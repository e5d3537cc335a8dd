//! Mastery aggregation: per-student knowledge-point averages and class comparisons.

use crate::analyzers::types::{KnowledgeOrder, RadarSeries, StudentProfile};
use crate::analyzers::utility::{mean, to_percent};
use crate::ingest::MasteryRow;
use std::collections::HashMap;

/// Groups rows by student, then by knowledge point, and averages each group.
///
/// A student's class is taken from the first row seen for that student.
/// `overall_average` gives every knowledge point equal weight regardless of
/// how many measurements it has.
pub fn aggregate_by_student(rows: &[MasteryRow]) -> HashMap<String, StudentProfile> {
    let mut grouped: HashMap<&str, (&str, HashMap<&str, Vec<f64>>)> = HashMap::new();

    for row in rows {
        let (_, scores) = grouped
            .entry(row.student_id.as_str())
            .or_insert_with(|| (row.class_id.as_str(), HashMap::new()));
        scores
            .entry(row.knowledge_point.as_str())
            .or_default()
            .push(row.score);
    }

    grouped
        .into_iter()
        .map(|(student_id, (class_id, scores))| {
            let kp_average: HashMap<String, f64> = scores
                .into_iter()
                .map(|(kp, values)| (kp.to_string(), mean(&values)))
                .collect();
            let per_kp: Vec<f64> = kp_average.values().copied().collect();

            let profile = StudentProfile {
                id: student_id.to_string(),
                class_id: class_id.to_string(),
                overall_average: mean(&per_kp),
                kp_average,
            };
            (student_id.to_string(), profile)
        })
        .collect()
}

/// Average of each knowledge point over the students of `class_id` that have it.
///
/// Values stay on the 0–1 scale. A point nobody in the class has is 0.
pub fn class_average<'a, I>(profiles: I, class_id: &str, order: &KnowledgeOrder) -> Vec<f64>
where
    I: IntoIterator<Item = &'a StudentProfile>,
{
    let mut sums = vec![0.0; order.len()];
    let mut counts = vec![0usize; order.len()];

    for profile in profiles.into_iter().filter(|p| p.class_id == class_id) {
        for (i, kp) in order.iter().enumerate() {
            if let Some(v) = profile.kp_average.get(kp) {
                sums[i] += v;
                counts[i] += 1;
            }
        }
    }

    sums.into_iter()
        .zip(counts)
        .map(|(sum, count)| if count == 0 { 0.0 } else { sum / count as f64 })
        .collect()
}

/// `class_average` on the 0–100 display scale.
pub fn class_series<'a, I>(profiles: I, class_id: &str, order: &KnowledgeOrder) -> Vec<f64>
where
    I: IntoIterator<Item = &'a StudentProfile>,
{
    class_average(profiles, class_id, order)
        .into_iter()
        .map(to_percent)
        .collect()
}

/// The student's own averages on the 0–100 display scale, 0 where absent.
pub fn personal_series(profile: &StudentProfile, order: &KnowledgeOrder) -> Vec<f64> {
    order
        .iter()
        .map(|kp| to_percent(profile.kp_average.get(kp).copied().unwrap_or(0.0)))
        .collect()
}

/// Frozen result of one mastery dataset load.
#[derive(Debug, Clone, Default)]
pub struct MasteryIndex {
    profiles: HashMap<String, StudentProfile>,
    classes: HashMap<String, Vec<String>>,
}

impl MasteryIndex {
    pub fn build(rows: &[MasteryRow]) -> Self {
        let profiles = aggregate_by_student(rows);

        // Roster order follows first appearance in the input.
        let mut classes: HashMap<String, Vec<String>> = HashMap::new();
        for row in rows {
            let Some(profile) = profiles.get(&row.student_id) else {
                continue;
            };
            let roster = classes.entry(profile.class_id.clone()).or_default();
            if !roster.contains(&profile.id) {
                roster.push(profile.id.clone());
            }
        }

        Self { profiles, classes }
    }

    pub fn len(&self) -> usize {
        self.profiles.len()
    }

    pub fn is_empty(&self) -> bool {
        self.profiles.is_empty()
    }

    pub fn contains(&self, student_id: &str) -> bool {
        self.profiles.contains_key(student_id)
    }

    pub fn profile(&self, student_id: &str) -> Option<&StudentProfile> {
        self.profiles.get(student_id)
    }

    /// Students of one class in first-seen order.
    pub fn class_roster(&self, class_id: &str) -> &[String] {
        self.classes.get(class_id).map(Vec::as_slice).unwrap_or(&[])
    }

    /// Class ids ordered by their numeric part, then by name.
    pub fn class_names(&self) -> Vec<&str> {
        let mut names: Vec<&str> = self.classes.keys().map(String::as_str).collect();
        names.sort_by(|a, b| class_number(a).cmp(&class_number(b)).then(a.cmp(b)));
        names
    }

    /// Radar input for one student, or `None` if the student is not in the roster.
    pub fn radar(&self, student_id: &str, order: &KnowledgeOrder) -> Option<RadarSeries> {
        let profile = self.profiles.get(student_id)?;
        let classmates = self
            .class_roster(&profile.class_id)
            .iter()
            .filter_map(|id| self.profiles.get(id));

        Some(RadarSeries {
            labels: order.labels(),
            personal: personal_series(profile, order),
            class_average: class_series(classmates, &profile.class_id, order),
        })
    }
}

fn class_number(name: &str) -> u64 {
    name.chars()
        .filter(|c| c.is_ascii_digit())
        .collect::<String>()
        .parse()
        .unwrap_or(0)
}
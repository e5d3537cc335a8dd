//! Dataset loading: resolve a location, fetch its text, parse and index it.

use tracing::{debug, info, warn};

use crate::analyzers::mastery::MasteryIndex;
use crate::analyzers::submissions::SubmissionIndex;
use crate::error::LoadError;
use crate::fetch::{HttpClient, fetch_bytes};
use crate::ingest::{SubmissionColumns, parse_mastery_table, parse_submission_table};

/// Where a dataset lives.
#[derive(Debug, Clone, PartialEq)]
pub enum Location {
    Url(reqwest::Url),
    Path(String),
}

impl Location {
    /// Strings starting with `http://` or `https://` are URLs, anything else a file path.
    pub fn parse(s: &str) -> Result<Self, LoadError> {
        let s = s.trim();
        if s.is_empty() {
            return Err(LoadError::InvalidLocation(s.to_string()));
        }
        if s.starts_with("http://") || s.starts_with("https://") {
            let url = s
                .parse()
                .map_err(|_| LoadError::InvalidLocation(s.to_string()))?;
            Ok(Location::Url(url))
        } else {
            Ok(Location::Path(s.to_string()))
        }
    }
}

impl std::fmt::Display for Location {
    fn fmt(&self, f: &mut std::fmt::Formatter<'_>) -> std::fmt::Result {
        match self {
            Location::Url(url) => write!(f, "{url}"),
            Location::Path(path) => write!(f, "{path}"),
        }
    }
}

/// Reads the whole dataset as text. Invalid UTF-8 is replaced, not rejected.
#[tracing::instrument(skip(client, location), fields(location = %location))]
pub async fn read_text<C: HttpClient>(client: &C, location: &Location) -> Result<String, LoadError> {
    let bytes = match location {
        Location::Url(url) => fetch_bytes(client, url)
            .await
            .map_err(|source| LoadError::Http {
                url: url.to_string(),
                source,
            })?,
        Location::Path(path) => tokio::fs::read(path)
            .await
            .map_err(|source| LoadError::Io {
                path: path.clone(),
                source,
            })?,
    };
    debug!(bytes = bytes.len(), "Dataset bytes received");
    Ok(String::from_utf8_lossy(&bytes).into_owned())
}

async fn read_location<C: HttpClient>(client: &C, location: &str) -> Result<String, LoadError> {
    let location = Location::parse(location)?;
    read_text(client, &location).await
}

/// Reads `primary`, trying `fallback` once if the primary cannot be fetched.
pub async fn read_with_fallback<C: HttpClient>(
    client: &C,
    primary: &str,
    fallback: Option<&str>,
) -> Result<String, LoadError> {
    match read_location(client, primary).await {
        Ok(text) => Ok(text),
        Err(primary_err) => {
            let Some(fallback) = fallback else {
                return Err(primary_err);
            };
            warn!(primary, fallback, error = %primary_err, "Primary dataset unavailable, trying fallback");
            read_location(client, fallback)
                .await
                .map_err(|fallback_err| LoadError::Exhausted {
                    primary: Box::new(primary_err),
                    fallback: Box::new(fallback_err),
                })
        }
    }
}

/// Fetches and aggregates the mastery dataset.
#[tracing::instrument(skip(client))]
pub async fn load_mastery<C: HttpClient>(
    client: &C,
    primary: &str,
    fallback: Option<&str>,
) -> Result<MasteryIndex, LoadError> {
    let text = read_with_fallback(client, primary, fallback).await?;
    let rows = parse_mastery_table(&text);
    let index = MasteryIndex::build(&rows);
    info!(rows = rows.len(), students = index.len(), "Mastery dataset loaded");
    Ok(index)
}

/// Fetches and indexes the submission dataset.
#[tracing::instrument(skip(client, columns))]
pub async fn load_submissions<C: HttpClient>(
    client: &C,
    location: &str,
    columns: &SubmissionColumns,
) -> Result<SubmissionIndex, LoadError> {
    let text = read_location(client, location).await?;
    let index = SubmissionIndex::build(parse_submission_table(&text, columns));
    info!(
        records = index.total_records(),
        students = index.student_count(),
        "Submission dataset loaded"
    );
    Ok(index)
}
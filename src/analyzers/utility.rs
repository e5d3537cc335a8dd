/// Computes the arithmetic mean of a slice of values. Returns 0.0 for empty input.
pub fn mean(values: &[f64]) -> f64 {
    if values.is_empty() {
        return 0.0;
    }
    values.iter().sum::<f64>() / values.len() as f64
}

/// Scales a 0–1 proportion to 0–100 and rounds to one decimal place.
pub fn to_percent(p: f64) -> f64 {
    (p * 1000.0).round() / 10.0
}
mod common;

use account_connector::filter::FilterData;
use account_connector::store::{FaultPoint, StoreError};
use account_connector::ConnectorError;
use anyhow::Result;
use serde_json::json;

#[tokio::test]
async fn partial_update_keeps_existing_fields_and_custom_data() -> Result<()> {
    let (connector, _) = common::memory_connector();
    let id = connector
        .create(common::record(json!({
            "givenName": "Randall",
            "middleName": "M",
            "surname": "Degges",
            "email": "randall@example.com",
            "team": "red",
            "level": 3
        })))
        .await?;

    let merged = connector
        .update_or_create(common::record(json!({ "id": id, "email": "rdegges@example.com" })))
        .await?;
    assert_eq!(merged.email.as_deref(), Some("rdegges@example.com"));

    let found = connector.find_with(&id, &["customData".to_string()]).await?;
    assert_eq!(found.given_name.as_deref(), Some("Randall"));
    assert_eq!(found.middle_name.as_deref(), Some("M"));
    assert_eq!(found.surname.as_deref(), Some("Degges"));
    assert_eq!(found.email.as_deref(), Some("rdegges@example.com"));
    let custom_data = found.custom_data.unwrap();
    assert_eq!(custom_data["team"], json!("red"));
    assert_eq!(custom_data["level"], json!(3));
    Ok(())
}

#[tokio::test]
async fn email_lookup_is_case_insensitive() -> Result<()> {
    let (connector, _) = common::memory_connector();
    let id = connector.create(common::person("Foo", "Bar", "Foo@Bar.com")).await?;

    let merged = connector
        .update_or_create(common::record(json!({ "email": "foo@bar.com", "givenName": "Fooey" })))
        .await?;

    assert_eq!(merged.id.as_deref(), Some(id.as_str()));
    assert_eq!(connector.count(FilterData::default()).await?, 1);
    assert_eq!(connector.find(&id).await?.given_name.as_deref(), Some("Fooey"));
    Ok(())
}

#[tokio::test]
async fn creates_when_no_match() -> Result<()> {
    let (connector, _) = common::memory_connector();

    let created = connector
        .update_or_create(common::record(json!({
            "givenName": "New",
            "surname": "Person",
            "email": "New.Person@Example.com",
            "nickname": "np"
        })))
        .await?;

    let id = created.id.clone().expect("created record has an id");
    assert_eq!(created.email.as_deref(), Some("new.person@example.com"));
    assert_eq!(created.custom_data.unwrap()["nickname"], json!("np"));

    let found = connector.find_with(&id, &["customData".to_string()]).await?;
    assert_eq!(found.custom_data.unwrap()["nickname"], json!("np"));
    Ok(())
}

#[tokio::test]
async fn unknown_id_falls_back_to_create() -> Result<()> {
    let (connector, _) = common::memory_connector();

    let created = connector
        .update_or_create(common::record(json!({
            "id": "gone",
            "givenName": "Re",
            "surname": "Born",
            "email": "reborn@example.com"
        })))
        .await?;

    assert_ne!(created.id.as_deref(), Some("gone"));
    assert_eq!(connector.count(FilterData::default()).await?, 1);
    Ok(())
}

#[tokio::test]
async fn requires_id_or_email() {
    let (connector, _) = common::memory_connector();
    let err = connector
        .update_or_create(common::record(json!({ "givenName": "Nobody" })))
        .await
        .unwrap_err();
    assert!(matches!(err, ConnectorError::Validation(_)), "unexpected error: {err:?}");
}

#[tokio::test]
async fn account_and_custom_data_writes_are_not_atomic() -> Result<()> {
    let (connector, store) = common::memory_connector();
    let id = connector
        .create(common::record(json!({
            "givenName": "Ann",
            "surname": "Lee",
            "email": "ann@example.com",
            "team": "red"
        })))
        .await?;

    store.fail_for_email(FaultPoint::SaveCustomData, "ann@example.com", StoreError::from_status(500, "boom"));

    let err = connector
        .update_or_create(common::record(json!({ "id": id, "surname": "Park", "team": "blue" })))
        .await
        .unwrap_err();
    assert!(matches!(err, ConnectorError::RemoteServer { status: 500, .. }), "unexpected error: {err:?}");

    store.clear_faults();
    let found = connector.find_with(&id, &["customData".to_string()]).await?;
    assert_eq!(found.surname.as_deref(), Some("Park"), "standard fields were written");
    assert_eq!(found.custom_data.unwrap()["team"], json!("red"), "custom data write failed");
    Ok(())
}

#[tokio::test]
async fn server_error_on_lookup_is_not_treated_as_absent() -> Result<()> {
    let (connector, store) = common::memory_connector();
    let id = connector.create(common::person("Ann", "Lee", "ann@example.com")).await?;
    store.fail(FaultPoint::GetAccount, StoreError::from_status(502, "bad gateway"));

    let err = connector
        .update_or_create(common::record(json!({ "id": id, "surname": "Park" })))
        .await
        .unwrap_err();
    assert!(err.is_server_error());

    store.clear_faults();
    assert_eq!(connector.count(FilterData::default()).await?, 1);
    Ok(())
}
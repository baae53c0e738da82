use clap::Subcommand;

use crate::cli::OutputFormat;
use crate::config::ConnectorConfig;

#[derive(Subcommand)]
pub enum ConfigCommands {
    #[command(about = "Print the effective configuration with the secret redacted")]
    Show,
}

pub async fn handle(cmd: ConfigCommands, config: ConnectorConfig, output_format: OutputFormat) -> anyhow::Result<()> {
    match cmd {
        ConfigCommands::Show => {
            let redacted = config.redacted();
            match output_format {
                OutputFormat::Json => println!("{}", serde_json::to_string_pretty(&redacted)?),
                OutputFormat::Text => print!("{}", serde_yaml::to_string(&redacted)?),
            }
            if let Err(e) = config.validate() {
                eprintln!("Warning: {}", e);
            }
            Ok(())
        }
    }
}
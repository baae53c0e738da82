pub mod commands;
pub mod config;
pub mod utils;

use clap::{Parser, Subcommand};
use serde::{Deserialize, Serialize};
use std::path::PathBuf;

#[derive(Parser)]
#[command(name = "account-connector")]
#[command(about = "Query and manage remote identity accounts through the connector")]
#[command(version)]
pub struct Cli {
    #[arg(long, global = true, help = "Output in JSON format")]
    pub json: bool,

    #[arg(long, global = true, help = "Configuration file (YAML or JSON, camelCase keys)")]
    pub config: Option<PathBuf>,

    #[arg(long, global = true, help = "Log every remote call")]
    pub debug: bool,

    #[command(subcommand)]
    pub command: Commands,
}

#[derive(Subcommand)]
pub enum Commands {
    #[command(about = "Account records: find, create, query, update and delete")]
    Account {
        #[command(subcommand)]
        cmd: commands::account::AccountCommands,
    },

    #[command(about = "Credential checks")]
    Auth {
        #[command(subcommand)]
        cmd: commands::auth::AuthCommands,
    },

    #[command(about = "Inspect the effective configuration")]
    Config {
        #[command(subcommand)]
        cmd: commands::config::ConfigCommands,
    },
}

#[derive(Debug, Clone, Serialize, Deserialize)]
pub enum OutputFormat {
    Text,
    Json,
}

impl OutputFormat {
    pub fn from_cli(cli: &Cli) -> Self {
        if cli.json {
            OutputFormat::Json
        } else {
            OutputFormat::Text
        }
    }
}

pub async fn run(cli: Cli) -> anyhow::Result<()> {
    let output_format = OutputFormat::from_cli(&cli);
    let config = config::load(cli.config.as_deref(), cli.debug)?;

    match cli.command {
        Commands::Account { cmd } => commands::account::handle(cmd, config, output_format).await,
        Commands::Auth { cmd } => commands::auth::handle(cmd, config, output_format).await,
        Commands::Config { cmd } => commands::config::handle(cmd, config, output_format).await,
    }
}
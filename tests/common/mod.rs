#![allow(dead_code)]

use std::collections::HashMap;
use std::sync::Arc;

use account_connector::store::{
    Account, AccountQuery, Application, CustomData, LoginAttempt, MemoryAccountStore, NewAccount, StoreError,
};
use account_connector::store::AccountStore;
use account_connector::{AccountConnector, ConnectorConfig, Record};
use anyhow::{Context, Result};
use axum::extract::{Path, Query, State};
use axum::http::{header, HeaderMap, StatusCode};
use axum::response::{IntoResponse, Response};
use axum::routing::{get, post};
use axum::{Json, Router};
use base64::Engine;
use serde_json::{json, Map, Value};

pub const BASE_URL: &str = "https://accounts.test/v1";
pub const API_KEY_ID: &str = "test-key";
pub const API_KEY_SECRET: &str = "test-secret";

pub fn config_for(application_href: &str) -> ConnectorConfig {
    ConnectorConfig {
        api_key_id: API_KEY_ID.to_string(),
        api_key_secret: API_KEY_SECRET.to_string(),
        application_href: application_href.to_string(),
        ..Default::default()
    }
}

pub fn memory_store() -> Arc<MemoryAccountStore> {
    Arc::new(MemoryAccountStore::new(BASE_URL, "test"))
}

/// Connector over a fresh in-memory store
pub fn memory_connector() -> (AccountConnector, Arc<MemoryAccountStore>) {
    memory_connector_with(|_| {})
}

pub fn memory_connector_with(adjust: impl FnOnce(&mut ConnectorConfig)) -> (AccountConnector, Arc<MemoryAccountStore>) {
    let store = memory_store();
    let mut config = config_for(store.application_href());
    adjust(&mut config);
    let connector = AccountConnector::with_store(config, store.clone()).expect("valid test config");
    (connector, store)
}

pub fn record(value: Value) -> Record {
    Record::from_json(value).expect("record json")
}

pub fn person(given_name: &str, surname: &str, email: &str) -> Record {
    record(json!({
        "givenName": given_name,
        "surname": surname,
        "email": email,
        "password": "Changeme1!"
    }))
}

/// Identity service stand-in: an axum router over a [`MemoryAccountStore`]
pub struct FakeRemote {
    pub port: u16,
    pub base_url: String,
    pub store: Arc<MemoryAccountStore>,
}

#[derive(Clone)]
struct RemoteState {
    store: Arc<MemoryAccountStore>,
    authorization: String,
}

struct RemoteError(StoreError);

impl From<StoreError> for RemoteError {
    fn from(err: StoreError) -> Self {
        RemoteError(err)
    }
}

impl IntoResponse for RemoteError {
    fn into_response(self) -> Response {
        let status = self.0.status_code().unwrap_or(502);
        let message = match &self.0 {
            StoreError::NotFound(_) => "The requested resource does not exist.".to_string(),
            StoreError::Client { message, .. } | StoreError::Server { message, .. } => message.clone(),
            other => other.to_string(),
        };
        let body = json!({
            "status": status,
            "code": status,
            "message": message,
            "developerMessage": message
        });
        let status = StatusCode::from_u16(status).unwrap_or(StatusCode::BAD_GATEWAY);
        (status, Json(body)).into_response()
    }
}

type RemoteResult<T> = std::result::Result<T, RemoteError>;

impl RemoteState {
    fn authorize(&self, headers: &HeaderMap) -> RemoteResult<()> {
        let presented = headers.get(header::AUTHORIZATION).and_then(|v| v.to_str().ok());
        if presented == Some(self.authorization.as_str()) {
            Ok(())
        } else {
            Err(RemoteError(StoreError::Client { status: 401, message: "Authentication required.".into() }))
        }
    }

    fn application(&self, name: &str) -> RemoteResult<Application> {
        let application = self.store.application();
        if application.name == name {
            Ok(application.clone())
        } else {
            Err(RemoteError(StoreError::NotFound(name.to_string())))
        }
    }

    fn account_href(&self, id: &str) -> String {
        format!("{}/accounts/{}", self.store.base_url(), id)
    }
}

impl FakeRemote {
    pub async fn spawn() -> Result<Self> {
        let port = portpicker::pick_unused_port().context("failed to pick free port")?;
        let base_url = format!("http://127.0.0.1:{}/v1", port);
        let store = Arc::new(MemoryAccountStore::new(&base_url, "test"));

        let credentials = base64::engine::general_purpose::STANDARD.encode(format!("{}:{}", API_KEY_ID, API_KEY_SECRET));
        let state = RemoteState { store: store.clone(), authorization: format!("Basic {}", credentials) };

        let app = Router::new()
            .route("/v1/applications/:app", get(get_application))
            .route("/v1/applications/:app/accounts", get(search_accounts).post(create_account))
            .route("/v1/applications/:app/loginAttempts", post(login_attempt))
            .route("/v1/accounts/:id", get(get_account).post(save_account).delete(delete_account))
            .route("/v1/accounts/:id/customData", post(save_custom_data))
            .with_state(state);

        let listener = tokio::net::TcpListener::bind(("127.0.0.1", port))
            .await
            .context("failed to bind fake remote")?;
        tokio::spawn(async move {
            let _ = axum::serve(listener, app).await;
        });

        Ok(Self { port, base_url, store })
    }

    pub fn application_href(&self) -> String {
        self.store.application_href().to_string()
    }

    pub fn config(&self) -> ConnectorConfig {
        config_for(self.store.application_href())
    }

    /// Connector speaking HTTP to this fake
    pub fn connector(&self) -> Result<AccountConnector> {
        Ok(AccountConnector::initialize(self.config())?)
    }
}

fn expanded(params: &HashMap<String, String>) -> bool {
    params.get("expand").map(|v| v.split(',').any(|e| e == "customData")).unwrap_or(false)
}

async fn get_application(
    State(state): State<RemoteState>,
    headers: HeaderMap,
    Path(app): Path<String>,
) -> RemoteResult<Json<Application>> {
    state.authorize(&headers)?;
    let href = format!("{}/applications/{}", state.store.base_url(), app);
    Ok(Json(state.store.get_application(&href).await?))
}

async fn search_accounts(
    State(state): State<RemoteState>,
    headers: HeaderMap,
    Path(app): Path<String>,
    Query(params): Query<HashMap<String, String>>,
) -> RemoteResult<Json<Value>> {
    state.authorize(&headers)?;
    let application = state.application(&app)?;

    let offset = params.get("offset").and_then(|v| v.parse().ok()).unwrap_or(0);
    let limit = params.get("limit").and_then(|v| v.parse().ok()).unwrap_or(25);
    let mut query = AccountQuery::new();
    for (key, value) in &params {
        if !matches!(key.as_str(), "offset" | "limit" | "expand") {
            query = query.with_filter(key.clone(), value.clone());
        }
    }
    if expanded(&params) {
        query = query.expanded();
    }

    let page = state.store.search_accounts(&application, &query, offset, limit).await?;
    Ok(Json(serde_json::to_value(page).map_err(|e| RemoteError(StoreError::Decode(e.to_string())))?))
}

async fn create_account(
    State(state): State<RemoteState>,
    headers: HeaderMap,
    Path(app): Path<String>,
    Json(new): Json<NewAccount>,
) -> RemoteResult<(StatusCode, Json<Account>)> {
    state.authorize(&headers)?;
    let application = state.application(&app)?;
    let account = state.store.create_account(&application, &new).await?;
    Ok((StatusCode::CREATED, Json(account)))
}

async fn login_attempt(
    State(state): State<RemoteState>,
    headers: HeaderMap,
    Path(app): Path<String>,
    Json(body): Json<Value>,
) -> RemoteResult<Json<Value>> {
    state.authorize(&headers)?;
    let application = state.application(&app)?;

    let malformed = || RemoteError(StoreError::Client { status: 400, message: "Malformed login attempt.".into() });
    let encoded = body.get("value").and_then(Value::as_str).ok_or_else(malformed)?;
    let decoded = base64::engine::general_purpose::STANDARD.decode(encoded).map_err(|_| malformed())?;
    let decoded = String::from_utf8(decoded).map_err(|_| malformed())?;
    let (login, password) = decoded.split_once(':').ok_or_else(malformed)?;

    let attempt = LoginAttempt { login: login.to_string(), password: password.to_string() };
    let href = state.store.authenticate_account(&application, &attempt).await?;
    Ok(Json(json!({ "account": { "href": href } })))
}

async fn get_account(
    State(state): State<RemoteState>,
    headers: HeaderMap,
    Path(id): Path<String>,
    Query(params): Query<HashMap<String, String>>,
) -> RemoteResult<Json<Account>> {
    state.authorize(&headers)?;
    let mut account = state.store.get_account(&state.account_href(&id), expanded(&params)).await?;
    if account.custom_data.is_none() {
        // Unexpanded responses carry only a link
        account.custom_data = Some(CustomData::new(format!("{}/customData", account.href)));
    }
    Ok(Json(account))
}

async fn save_account(
    State(state): State<RemoteState>,
    headers: HeaderMap,
    Path(id): Path<String>,
    Json(mut body): Json<Map<String, Value>>,
) -> RemoteResult<Json<Account>> {
    state.authorize(&headers)?;
    body.insert("href".into(), json!(state.account_href(&id)));
    let account: Account = serde_json::from_value(Value::Object(body))
        .map_err(|e| RemoteError(StoreError::Client { status: 400, message: e.to_string() }))?;
    state.store.save_account(&account).await?;
    Ok(Json(state.store.get_account(&account.href, false).await?))
}

async fn delete_account(
    State(state): State<RemoteState>,
    headers: HeaderMap,
    Path(id): Path<String>,
) -> RemoteResult<StatusCode> {
    state.authorize(&headers)?;
    state.store.delete_account(&state.account_href(&id)).await?;
    Ok(StatusCode::NO_CONTENT)
}

async fn save_custom_data(
    State(state): State<RemoteState>,
    headers: HeaderMap,
    Path(id): Path<String>,
    Json(fields): Json<Map<String, Value>>,
) -> RemoteResult<Json<Value>> {
    state.authorize(&headers)?;
    let href = state.account_href(&id);
    let account = Account {
        href: href.clone(),
        custom_data: Some(CustomData { href: Some(format!("{}/customData", href)), fields }),
        ..Default::default()
    };
    state.store.save_custom_data(&account).await?;
    let saved = state.store.get_account(&href, true).await?;
    Ok(Json(serde_json::to_value(saved.custom_data).unwrap_or(Value::Null)))
}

..............................

(TASK GOAL)
Looking through the records, copy out every line in which the word "trying" is found.

(TASK RESPONSE)
/// Reads `primary`, trying `fallback` once if the primary cannot be fetched.
            warn!(primary, fallback, error = %primary_err, "Primary dataset unavailable, trying fallback");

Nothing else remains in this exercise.